Entries taken from a collection
******************************

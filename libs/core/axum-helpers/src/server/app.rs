use super::shutdown::ShutdownCoordinator;
use crate::errors::{ValidationBodyFormat, handlers::not_found};
use crate::middleware::error_wrapping;
use axum::{Router, middleware};
use core_config::Environment;
use core_config::server::ServerConfig;
use std::io;
use std::time::Duration;
use tower_http::trace::{DefaultMakeSpan, DefaultOnResponse, TraceLayer};
use tracing::{Level, info};
use utoipa::OpenApi;

/// Wrap API routes with the cross-cutting layers.
///
/// - Swagger UI at `/swagger-ui` (document at `/api-docs/openapi.json`), in
///   development only
/// - 404 fallback
/// - error-wrapping middleware, configured with the validation body format
/// - request tracing
///
/// Routes merged into the returned router afterwards (health probes) are not
/// wrapped.
pub fn create_router<T>(
    apis: Router,
    environment: Environment,
    validation_format: ValidationBodyFormat,
) -> Router
where
    T: OpenApi + 'static,
{
    use utoipa_swagger_ui::SwaggerUi;

    let mut router = Router::new();

    if environment.is_development() {
        info!("Serving Swagger UI at /swagger-ui");
        router = router
            .merge(SwaggerUi::new("/swagger-ui").url("/api-docs/openapi.json", T::openapi()));
    }

    router
        .merge(apis)
        .fallback(not_found)
        .layer(middleware::from_fn_with_state(
            validation_format,
            error_wrapping,
        ))
        .layer(
            TraceLayer::new_for_http()
                .make_span_with(DefaultMakeSpan::new().level(Level::INFO))
                .on_response(DefaultOnResponse::new().level(Level::INFO)),
        )
}

/// Serve `router` until SIGINT/SIGTERM, then run `cleanup` bounded by
/// `shutdown_timeout`.
///
/// ```ignore
/// let cleanup = async move {
///     db.close().await.ok();
/// };
///
/// create_production_app(router, &config, Duration::from_secs(30), cleanup).await?;
/// ```
pub async fn create_production_app<F>(
    router: Router,
    server_config: &ServerConfig,
    shutdown_timeout: Duration,
    cleanup: F,
) -> io::Result<()>
where
    F: std::future::Future<Output = ()> + Send + 'static,
{
    let coordinator = ShutdownCoordinator::new();
    let mut shutdown_rx = coordinator.subscribe();

    let listener = tokio::net::TcpListener::bind(server_config.address()).await?;
    info!("Server starting on {}", listener.local_addr()?);

    let signal_handle = {
        let coordinator = coordinator.clone();
        tokio::spawn(async move { coordinator.wait_for_signal().await })
    };

    let serve_result = axum::serve(listener, router.into_make_service())
        .with_graceful_shutdown(async move {
            let _ = shutdown_rx.recv().await;
        })
        .await
        .inspect_err(|e| {
            tracing::error!("Server encountered an error: {:?}", e);
        });

    signal_handle.abort();

    info!("Starting cleanup tasks (timeout: {:?})", shutdown_timeout);
    match tokio::time::timeout(shutdown_timeout, cleanup).await {
        Ok(_) => info!("Cleanup completed successfully"),
        Err(_) => tracing::warn!(
            "Cleanup exceeded timeout of {:?}, forcing shutdown",
            shutdown_timeout
        ),
    }

    serve_result
}
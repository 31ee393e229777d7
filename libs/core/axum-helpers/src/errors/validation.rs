//! Field-level validation failures and their wire formats.

use axum::{
    Json,
    http::{StatusCode, header},
    response::{IntoResponse, Response},
};
use serde::{Deserialize, Serialize};
use strum::{Display, EnumString};
use utoipa::ToSchema;

/// One failed rule on one field of a request payload.
#[derive(Debug, Clone, PartialEq, Serialize, Deserialize, ToSchema)]
#[serde(rename_all = "camelCase")]
pub struct ValidationFailure {
    /// PascalCase field name, e.g. `DeliveryPrice`
    pub property_name: String,
    pub error_message: String,
    /// The rejected value as received
    #[schema(value_type = Object)]
    pub attempted_value: serde_json::Value,
}

impl ValidationFailure {
    pub fn new(
        property_name: impl Into<String>,
        error_message: impl Into<String>,
        attempted_value: serde_json::Value,
    ) -> Self {
        Self {
            property_name: property_name.into(),
            error_message: error_message.into(),
            attempted_value,
        }
    }
}

/// How a 400 validation body is written.
///
/// `Legacy` concatenates one JSON object per failure with no separator, so a
/// body with two or more failures is not a single JSON document. `Array`
/// writes a JSON array of the same objects.
#[derive(Debug, Clone, Copy, Default, PartialEq, Eq, EnumString, Display)]
#[strum(serialize_all = "lowercase", ascii_case_insensitive)]
pub enum ValidationBodyFormat {
    #[default]
    Legacy,
    Array,
}

/// Response extension carrying the failures behind a 400 body, so the body can
/// be re-rendered in another format downstream.
#[derive(Debug, Clone)]
pub struct ValidationFailures(pub Vec<ValidationFailure>);

/// Build a 400 response for `failures` in the given format.
pub fn validation_response(failures: &[ValidationFailure], format: ValidationBodyFormat) -> Response {
    match format {
        ValidationBodyFormat::Legacy => {
            let body: String = failures
                .iter()
                .filter_map(|failure| serde_json::to_string(failure).ok())
                .collect();

            (
                StatusCode::BAD_REQUEST,
                [(header::CONTENT_TYPE, "text/plain; charset=utf-8")],
                body,
            )
                .into_response()
        }
        ValidationBodyFormat::Array => (StatusCode::BAD_REQUEST, Json(failures)).into_response(),
    }
}
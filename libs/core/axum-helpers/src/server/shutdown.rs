use std::sync::Arc;
use std::sync::atomic::{AtomicBool, Ordering};
use tokio::signal;
use tokio::sync::broadcast;
use tracing::{error, info};

/// Broadcasts a single shutdown notification to every subscriber.
#[derive(Clone)]
pub struct ShutdownCoordinator {
    tx: broadcast::Sender<()>,
    shutdown_initiated: Arc<AtomicBool>,
}

impl ShutdownCoordinator {
    pub fn new() -> Self {
        let (tx, _) = broadcast::channel(1);
        Self {
            tx,
            shutdown_initiated: Arc::new(AtomicBool::new(false)),
        }
    }

    /// Subscribe to shutdown notifications.
    pub fn subscribe(&self) -> broadcast::Receiver<()> {
        self.tx.subscribe()
    }

    pub fn is_shutting_down(&self) -> bool {
        self.shutdown_initiated.load(Ordering::Relaxed)
    }

    /// Initiate shutdown and notify all subscribers. Later calls are no-ops.
    pub fn shutdown(&self) {
        if self
            .shutdown_initiated
            .compare_exchange(false, true, Ordering::SeqCst, Ordering::SeqCst)
            .is_ok()
        {
            info!("Initiating graceful shutdown");
            let _ = self.tx.send(());
        }
    }

    /// Wait for SIGINT or SIGTERM, then initiate shutdown.
    pub async fn wait_for_signal(&self) {
        let ctrl_c = async {
            if let Err(e) = signal::ctrl_c().await {
                error!("Failed to install Ctrl+C handler: {}", e);
                std::future::pending::<()>().await;
            }
        };

        #[cfg(unix)]
        let terminate = async {
            match signal::unix::signal(signal::unix::SignalKind::terminate()) {
                Ok(mut stream) => {
                    stream.recv().await;
                }
                Err(e) => {
                    error!("Failed to install SIGTERM handler: {}", e);
                    std::future::pending::<()>().await;
                }
            }
        };

        #[cfg(not(unix))]
        let terminate = std::future::pending::<()>();

        tokio::select! {
            _ = ctrl_c => {
                info!("Received SIGINT (Ctrl+C), initiating graceful shutdown");
            },
            _ = terminate => {
                info!("Received SIGTERM, initiating graceful shutdown");
            },
        }

        self.shutdown();
    }
}

impl Default for ShutdownCoordinator {
    fn default() -> Self {
        Self::new()
    }
}
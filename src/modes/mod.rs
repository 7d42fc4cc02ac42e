pub mod headless;
pub mod human;

pub use headless::{HeadlessMode, HeadlessOptions};
pub use human::HumanMode;
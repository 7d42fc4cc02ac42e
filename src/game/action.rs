use serde::{Deserialize, Serialize};

/// Logical direction a snake can move in.
///
/// The grid's origin is the top-left cell, `x` grows to the right and `y`
/// grows downwards, so `Up` decreases `y`.
#[derive(Debug, Clone, Copy, PartialEq, Eq, Hash, Serialize, Deserialize)]
#[serde(rename_all = "lowercase")]
pub enum Direction {
    Up,
    Down,
    Left,
    Right,
}

impl Direction {
    /// Every direction, in a fixed order.
    pub const ALL: [Direction; 4] = [
        Direction::Up,
        Direction::Down,
        Direction::Left,
        Direction::Right,
    ];

    /// Returns true if turning from self to other would be a 180-degree turn
    pub fn is_opposite(&self, other: Direction) -> bool {
        matches!(
            (self, other),
            (Direction::Up, Direction::Down)
                | (Direction::Down, Direction::Up)
                | (Direction::Left, Direction::Right)
                | (Direction::Right, Direction::Left)
        )
    }

    /// Returns the delta (dx, dy) for moving in this direction
    pub fn delta(&self) -> (i32, i32) {
        match self {
            Direction::Up => (0, -1),
            Direction::Down => (0, 1),
            Direction::Left => (-1, 0),
            Direction::Right => (1, 0),
        }
    }

    pub fn as_str(&self) -> &'static str {
        match self {
            Direction::Up => "up",
            Direction::Down => "down",
            Direction::Left => "left",
            Direction::Right => "right",
        }
    }
}

impl std::fmt::Display for Direction {
    fn fmt(&self, f: &mut std::fmt::Formatter<'_>) -> std::fmt::Result {
        f.write_str(self.as_str())
    }
}

#[cfg(test)]
mod tests {
    use super::*;

    #[test]
    fn test_opposite_directions() {
        assert!(Direction::Up.is_opposite(Direction::Down));
        assert!(Direction::Down.is_opposite(Direction::Up));
        assert!(Direction::Left.is_opposite(Direction::Right));
        assert!(Direction::Right.is_opposite(Direction::Left));

        assert!(!Direction::Up.is_opposite(Direction::Left));
        assert!(!Direction::Up.is_opposite(Direction::Right));
    }

    #[test]
    fn test_direction_delta() {
        assert_eq!(Direction::Up.delta(), (0, -1));
        assert_eq!(Direction::Down.delta(), (0, 1));
        assert_eq!(Direction::Left.delta(), (-1, 0));
        assert_eq!(Direction::Right.delta(), (1, 0));
    }

    #[test]
    fn test_all_directions_have_distinct_deltas() {
        let deltas: std::collections::HashSet<_> =
            Direction::ALL.iter().map(|d| d.delta()).collect();
        assert_eq!(deltas.len(), 4);
    }

    #[test]
    fn test_serde_uses_lowercase_names() {
        let json = serde_json::to_string(&Direction::Left).unwrap();
        assert_eq!(json, "\"left\"");
        let parsed: Direction = serde_json::from_str("\"down\"").unwrap();
        assert_eq!(parsed, Direction::Down);
    }
}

******************************

Exercise
The lines above that hold the word "unix" are the ones to copy.

Answer space
        #[cfg(unix)]
            match signal::unix::signal(signal::unix::SignalKind::terminate()) {
        #[cfg(not(unix))]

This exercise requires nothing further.